Work instructions
Bring together copies of the lines in the data below that contain the word "else".

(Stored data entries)
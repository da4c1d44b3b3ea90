//! In-process grid world implementing [`TaxiEnvironment`].
//!
//! Deliberately minimal: no fuel, no rewards, no collisions. Moves only
//! succeed along open passages, passengers aboard travel with their taxi, and
//! every issued action is kept in a history for inspection.

use std::collections::BTreeMap;
use std::sync::Arc;

use tracing::trace;

use crate::action::Action;
use crate::environment::{EnvSnapshot, PassengerState, PassengerStatus, TaxiEnvironment, TaxiId};
use crate::error::{GridError, PlanningError, PlanningResult};
use crate::grid::{Coord, GridGraph};

#[derive(Debug, Clone)]
pub struct GridWorld {
    graph: Arc<GridGraph>,
    state: EnvSnapshot,
    history: Vec<(TaxiId, Action)>,
}

impl GridWorld {
    /// Create a world, checking that every placement lies on the grid.
    pub fn new(
        graph: Arc<GridGraph>,
        taxi_locations: Vec<Coord>,
        passengers: Vec<PassengerState>,
    ) -> PlanningResult<Self> {
        let placements = taxi_locations
            .iter()
            .chain(passengers.iter().flat_map(|p| [&p.location, &p.destination]));
        for &coord in placements {
            if !graph.contains(coord) {
                return Err(PlanningError::Grid(GridError::OutOfBounds { coord }));
            }
        }
        Ok(Self {
            graph,
            state: EnvSnapshot {
                taxi_locations,
                passengers,
            },
            history: Vec::new(),
        })
    }

    pub fn graph(&self) -> &Arc<GridGraph> {
        &self.graph
    }

    pub fn state(&self) -> &EnvSnapshot {
        &self.state
    }

    pub fn history(&self) -> &[(TaxiId, Action)] {
        &self.history
    }

    fn apply(&mut self, taxi: TaxiId, action: Action) {
        let Some(here) = self.state.taxi_location(taxi) else {
            trace!(%taxi, %action, "ignoring action for unknown taxi");
            return;
        };

        match action {
            Action::Move(direction) => {
                let Some(next) = self.graph.step(here, direction) else {
                    trace!(%taxi, ?direction, %here, "move blocked");
                    return;
                };
                self.state.taxi_locations[taxi.index()] = next;
                for passenger in self.state.passengers.iter_mut() {
                    if passenger.is_aboard(taxi) {
                        passenger.location = next;
                    }
                }
            }
            Action::Pickup => {
                let boarding = self
                    .state
                    .passengers
                    .iter_mut()
                    .find(|p| p.is_waiting() && p.location == here);
                if let Some(passenger) = boarding {
                    passenger.status = PassengerStatus::InTaxi(taxi);
                }
            }
            Action::DropOff(index) => {
                let Some(passenger) = self.state.passengers.get_mut(index) else {
                    return;
                };
                if !passenger.is_aboard(taxi) {
                    return;
                }
                passenger.location = here;
                passenger.status = if here == passenger.destination {
                    PassengerStatus::Delivered
                } else {
                    PassengerStatus::Waiting
                };
            }
        }
    }
}

impl TaxiEnvironment for GridWorld {
    fn snapshot(&self) -> EnvSnapshot {
        self.state.clone()
    }

    fn step(&mut self, actions: &BTreeMap<TaxiId, Action>) {
        for (&taxi, &action) in actions {
            self.apply(taxi, action);
            self.history.push((taxi, action));
        }
    }

    fn render(&self) {
        trace!(
            taxis = ?self.state.taxi_locations,
            passengers = ?self.state.passengers,
            "world state"
        );
    }
}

Answer area
        let Some(here) = self.state.taxi_location(taxi) else {
                let Some(next) = self.graph.step(here, direction) else {
                let Some(passenger) = self.state.passengers.get_mut(index) else {
                } else {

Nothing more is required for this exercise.